━━ DATA SECTION ━━
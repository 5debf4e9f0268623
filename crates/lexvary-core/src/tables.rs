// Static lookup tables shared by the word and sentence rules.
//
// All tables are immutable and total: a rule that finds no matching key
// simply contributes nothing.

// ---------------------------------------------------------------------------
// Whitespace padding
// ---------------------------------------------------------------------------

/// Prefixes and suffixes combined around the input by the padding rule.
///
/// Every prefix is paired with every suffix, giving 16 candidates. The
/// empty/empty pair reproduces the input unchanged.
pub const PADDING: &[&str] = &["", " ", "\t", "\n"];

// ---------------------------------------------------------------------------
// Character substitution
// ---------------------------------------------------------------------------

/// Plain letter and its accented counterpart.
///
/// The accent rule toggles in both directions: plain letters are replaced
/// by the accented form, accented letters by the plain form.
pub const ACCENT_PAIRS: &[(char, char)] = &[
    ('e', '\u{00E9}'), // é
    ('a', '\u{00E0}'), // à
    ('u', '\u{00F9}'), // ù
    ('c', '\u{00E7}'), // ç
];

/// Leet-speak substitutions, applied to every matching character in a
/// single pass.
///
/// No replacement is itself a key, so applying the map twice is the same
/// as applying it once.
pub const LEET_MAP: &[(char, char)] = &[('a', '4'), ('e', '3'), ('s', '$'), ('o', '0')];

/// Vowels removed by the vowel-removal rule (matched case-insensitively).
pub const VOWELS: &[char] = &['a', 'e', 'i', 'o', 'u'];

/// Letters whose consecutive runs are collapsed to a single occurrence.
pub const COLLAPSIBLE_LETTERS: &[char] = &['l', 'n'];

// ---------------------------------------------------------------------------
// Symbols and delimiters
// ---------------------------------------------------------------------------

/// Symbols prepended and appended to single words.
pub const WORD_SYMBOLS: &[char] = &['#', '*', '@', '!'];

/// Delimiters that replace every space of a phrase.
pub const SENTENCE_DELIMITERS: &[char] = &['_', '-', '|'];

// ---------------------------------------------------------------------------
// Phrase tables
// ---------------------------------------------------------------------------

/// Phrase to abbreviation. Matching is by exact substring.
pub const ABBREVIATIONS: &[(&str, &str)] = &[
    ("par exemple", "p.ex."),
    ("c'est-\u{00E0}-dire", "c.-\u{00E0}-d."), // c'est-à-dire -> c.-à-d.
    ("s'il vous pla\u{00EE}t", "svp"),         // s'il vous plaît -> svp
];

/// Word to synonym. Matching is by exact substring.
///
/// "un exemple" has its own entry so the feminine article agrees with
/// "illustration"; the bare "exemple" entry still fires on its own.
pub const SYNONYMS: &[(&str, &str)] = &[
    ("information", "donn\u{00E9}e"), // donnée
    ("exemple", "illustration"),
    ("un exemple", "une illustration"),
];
━━━
━━ DATA SECTION ━━
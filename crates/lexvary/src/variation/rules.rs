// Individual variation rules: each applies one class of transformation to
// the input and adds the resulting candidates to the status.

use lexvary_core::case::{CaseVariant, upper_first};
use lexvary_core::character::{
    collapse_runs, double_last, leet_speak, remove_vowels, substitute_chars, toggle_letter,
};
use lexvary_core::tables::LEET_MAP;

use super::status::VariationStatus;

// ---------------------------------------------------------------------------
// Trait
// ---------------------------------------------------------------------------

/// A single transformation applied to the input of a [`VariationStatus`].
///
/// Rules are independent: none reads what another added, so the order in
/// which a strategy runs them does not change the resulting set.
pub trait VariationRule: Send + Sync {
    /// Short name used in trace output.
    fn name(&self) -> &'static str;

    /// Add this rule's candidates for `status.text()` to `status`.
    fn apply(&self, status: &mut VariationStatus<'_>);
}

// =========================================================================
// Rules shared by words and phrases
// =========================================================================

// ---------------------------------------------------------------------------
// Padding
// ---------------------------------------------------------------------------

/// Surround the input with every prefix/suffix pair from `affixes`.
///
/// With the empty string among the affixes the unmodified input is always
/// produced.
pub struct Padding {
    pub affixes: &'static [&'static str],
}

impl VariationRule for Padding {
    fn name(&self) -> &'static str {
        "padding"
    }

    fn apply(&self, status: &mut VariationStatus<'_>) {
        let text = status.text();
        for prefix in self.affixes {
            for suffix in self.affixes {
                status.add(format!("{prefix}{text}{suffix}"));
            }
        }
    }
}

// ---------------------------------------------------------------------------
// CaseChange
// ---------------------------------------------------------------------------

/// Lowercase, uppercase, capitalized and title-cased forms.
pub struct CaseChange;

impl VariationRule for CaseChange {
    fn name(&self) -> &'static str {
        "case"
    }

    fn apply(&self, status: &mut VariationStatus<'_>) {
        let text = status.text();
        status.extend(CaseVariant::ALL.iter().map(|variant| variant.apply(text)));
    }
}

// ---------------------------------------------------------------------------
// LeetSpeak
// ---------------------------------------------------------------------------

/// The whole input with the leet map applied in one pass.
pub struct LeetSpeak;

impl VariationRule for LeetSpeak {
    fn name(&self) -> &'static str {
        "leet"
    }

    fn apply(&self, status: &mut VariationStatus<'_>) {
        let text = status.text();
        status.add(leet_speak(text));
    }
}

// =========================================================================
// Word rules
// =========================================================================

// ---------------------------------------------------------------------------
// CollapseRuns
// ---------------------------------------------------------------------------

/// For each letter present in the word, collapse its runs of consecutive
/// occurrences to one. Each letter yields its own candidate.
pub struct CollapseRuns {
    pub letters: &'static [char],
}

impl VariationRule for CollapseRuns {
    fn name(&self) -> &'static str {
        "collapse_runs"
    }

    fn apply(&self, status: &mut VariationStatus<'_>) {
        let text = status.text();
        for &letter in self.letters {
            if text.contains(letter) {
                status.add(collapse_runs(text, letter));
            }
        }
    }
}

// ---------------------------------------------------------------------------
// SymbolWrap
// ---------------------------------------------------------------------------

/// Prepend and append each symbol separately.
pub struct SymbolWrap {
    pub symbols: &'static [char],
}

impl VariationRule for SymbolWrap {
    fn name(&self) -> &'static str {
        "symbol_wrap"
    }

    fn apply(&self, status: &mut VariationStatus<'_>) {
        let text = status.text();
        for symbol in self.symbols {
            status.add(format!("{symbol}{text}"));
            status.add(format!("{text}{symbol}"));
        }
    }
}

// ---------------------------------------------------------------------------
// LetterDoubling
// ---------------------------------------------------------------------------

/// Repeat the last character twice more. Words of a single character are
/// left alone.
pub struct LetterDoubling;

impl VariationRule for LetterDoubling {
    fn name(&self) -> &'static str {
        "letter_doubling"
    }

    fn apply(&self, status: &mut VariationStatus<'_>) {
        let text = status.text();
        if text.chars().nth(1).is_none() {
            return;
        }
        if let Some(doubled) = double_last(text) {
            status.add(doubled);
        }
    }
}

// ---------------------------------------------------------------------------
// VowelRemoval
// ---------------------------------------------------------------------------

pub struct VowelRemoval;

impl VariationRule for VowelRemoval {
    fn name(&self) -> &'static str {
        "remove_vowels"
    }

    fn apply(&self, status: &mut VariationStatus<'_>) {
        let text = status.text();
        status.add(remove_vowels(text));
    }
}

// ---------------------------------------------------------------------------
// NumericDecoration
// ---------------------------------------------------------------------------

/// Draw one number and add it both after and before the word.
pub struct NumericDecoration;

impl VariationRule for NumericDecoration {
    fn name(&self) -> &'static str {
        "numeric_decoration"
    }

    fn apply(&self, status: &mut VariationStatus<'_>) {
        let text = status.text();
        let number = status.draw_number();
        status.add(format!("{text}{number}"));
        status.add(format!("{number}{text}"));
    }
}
━━━
━━ DATA SECTION ━━
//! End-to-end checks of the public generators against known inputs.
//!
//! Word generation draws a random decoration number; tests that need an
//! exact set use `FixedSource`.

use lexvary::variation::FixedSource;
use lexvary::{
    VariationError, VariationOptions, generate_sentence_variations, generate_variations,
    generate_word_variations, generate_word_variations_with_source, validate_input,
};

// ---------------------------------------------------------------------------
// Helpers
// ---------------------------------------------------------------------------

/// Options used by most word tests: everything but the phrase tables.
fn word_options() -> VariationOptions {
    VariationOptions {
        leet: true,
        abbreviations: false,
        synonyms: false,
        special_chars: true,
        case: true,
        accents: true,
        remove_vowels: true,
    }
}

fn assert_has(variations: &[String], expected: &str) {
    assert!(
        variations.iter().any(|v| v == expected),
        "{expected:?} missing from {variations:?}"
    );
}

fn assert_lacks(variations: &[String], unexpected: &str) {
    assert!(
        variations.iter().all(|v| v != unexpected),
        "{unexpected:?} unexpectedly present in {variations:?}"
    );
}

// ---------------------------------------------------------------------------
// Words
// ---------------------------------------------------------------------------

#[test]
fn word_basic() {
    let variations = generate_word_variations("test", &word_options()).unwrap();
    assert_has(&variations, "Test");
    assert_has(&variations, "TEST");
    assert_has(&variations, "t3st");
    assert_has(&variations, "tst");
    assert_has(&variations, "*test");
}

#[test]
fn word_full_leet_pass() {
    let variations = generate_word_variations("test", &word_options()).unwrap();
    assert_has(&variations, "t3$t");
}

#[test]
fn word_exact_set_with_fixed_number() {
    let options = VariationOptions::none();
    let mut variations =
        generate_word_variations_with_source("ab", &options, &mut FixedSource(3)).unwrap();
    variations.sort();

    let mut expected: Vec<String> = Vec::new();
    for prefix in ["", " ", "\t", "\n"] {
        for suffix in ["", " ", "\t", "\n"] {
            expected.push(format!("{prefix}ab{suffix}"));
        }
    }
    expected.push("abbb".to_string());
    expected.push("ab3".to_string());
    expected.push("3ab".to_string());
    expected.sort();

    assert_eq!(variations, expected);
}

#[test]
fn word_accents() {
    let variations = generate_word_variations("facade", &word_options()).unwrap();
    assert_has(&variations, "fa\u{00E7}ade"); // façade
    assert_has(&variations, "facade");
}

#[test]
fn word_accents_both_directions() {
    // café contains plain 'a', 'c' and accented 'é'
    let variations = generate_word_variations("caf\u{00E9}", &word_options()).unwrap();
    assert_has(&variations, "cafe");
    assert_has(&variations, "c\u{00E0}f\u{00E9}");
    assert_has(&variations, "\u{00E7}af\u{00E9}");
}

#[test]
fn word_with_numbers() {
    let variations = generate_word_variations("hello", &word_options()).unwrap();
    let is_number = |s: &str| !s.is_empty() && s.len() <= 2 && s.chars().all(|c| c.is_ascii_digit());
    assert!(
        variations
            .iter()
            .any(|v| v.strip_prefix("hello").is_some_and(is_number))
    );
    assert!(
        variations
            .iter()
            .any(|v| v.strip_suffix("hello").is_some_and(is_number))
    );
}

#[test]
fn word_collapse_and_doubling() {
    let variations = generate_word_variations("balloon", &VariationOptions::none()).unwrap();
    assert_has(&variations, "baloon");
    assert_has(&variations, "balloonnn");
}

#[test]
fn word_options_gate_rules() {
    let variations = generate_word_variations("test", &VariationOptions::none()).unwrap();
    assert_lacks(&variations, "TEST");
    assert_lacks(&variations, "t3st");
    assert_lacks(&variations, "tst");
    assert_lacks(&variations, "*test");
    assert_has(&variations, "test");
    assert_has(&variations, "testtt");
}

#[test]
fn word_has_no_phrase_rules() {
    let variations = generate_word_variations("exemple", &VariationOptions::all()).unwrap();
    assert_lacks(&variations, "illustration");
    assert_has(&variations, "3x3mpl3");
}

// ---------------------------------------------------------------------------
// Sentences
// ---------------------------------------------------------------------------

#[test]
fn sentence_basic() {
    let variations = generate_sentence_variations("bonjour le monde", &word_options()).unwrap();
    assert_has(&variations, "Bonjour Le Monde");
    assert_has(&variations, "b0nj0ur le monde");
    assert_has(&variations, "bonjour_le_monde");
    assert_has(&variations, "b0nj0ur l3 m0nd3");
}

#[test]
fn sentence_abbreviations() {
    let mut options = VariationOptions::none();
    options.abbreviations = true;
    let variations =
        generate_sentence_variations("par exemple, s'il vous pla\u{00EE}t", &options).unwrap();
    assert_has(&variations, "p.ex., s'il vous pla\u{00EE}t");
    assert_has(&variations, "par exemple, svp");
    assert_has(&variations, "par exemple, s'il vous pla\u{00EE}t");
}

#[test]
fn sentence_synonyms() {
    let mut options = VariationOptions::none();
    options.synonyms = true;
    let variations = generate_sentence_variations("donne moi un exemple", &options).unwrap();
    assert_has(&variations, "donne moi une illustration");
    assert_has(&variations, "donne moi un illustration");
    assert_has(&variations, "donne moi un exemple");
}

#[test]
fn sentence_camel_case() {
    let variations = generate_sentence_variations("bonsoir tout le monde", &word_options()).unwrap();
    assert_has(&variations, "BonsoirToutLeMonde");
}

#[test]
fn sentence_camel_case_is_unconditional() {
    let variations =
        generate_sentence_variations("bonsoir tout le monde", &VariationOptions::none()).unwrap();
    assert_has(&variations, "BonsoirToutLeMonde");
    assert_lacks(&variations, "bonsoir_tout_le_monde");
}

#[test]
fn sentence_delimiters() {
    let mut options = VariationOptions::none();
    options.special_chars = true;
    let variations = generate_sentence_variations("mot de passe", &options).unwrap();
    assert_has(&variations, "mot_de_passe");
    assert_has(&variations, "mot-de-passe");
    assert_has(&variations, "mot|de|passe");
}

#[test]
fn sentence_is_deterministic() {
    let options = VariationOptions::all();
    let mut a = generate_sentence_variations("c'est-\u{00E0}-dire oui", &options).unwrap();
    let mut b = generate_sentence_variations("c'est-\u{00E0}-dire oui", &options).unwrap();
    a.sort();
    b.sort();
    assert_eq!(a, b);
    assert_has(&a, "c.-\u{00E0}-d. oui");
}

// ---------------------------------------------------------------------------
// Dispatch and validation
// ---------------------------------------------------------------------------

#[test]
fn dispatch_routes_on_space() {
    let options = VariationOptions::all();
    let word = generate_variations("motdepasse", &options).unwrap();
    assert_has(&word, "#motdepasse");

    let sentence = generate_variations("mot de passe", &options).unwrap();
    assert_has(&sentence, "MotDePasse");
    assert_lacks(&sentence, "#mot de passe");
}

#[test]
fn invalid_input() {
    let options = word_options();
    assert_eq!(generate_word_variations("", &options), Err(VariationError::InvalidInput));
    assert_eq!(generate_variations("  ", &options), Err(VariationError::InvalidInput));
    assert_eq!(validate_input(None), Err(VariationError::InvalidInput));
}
━━━
TASK BRIEF:
For the word "CollapseRuns", count how many lines of the entries contain it; give the number and nothing more.

RESPONSE TO THIS EXERCISE:
3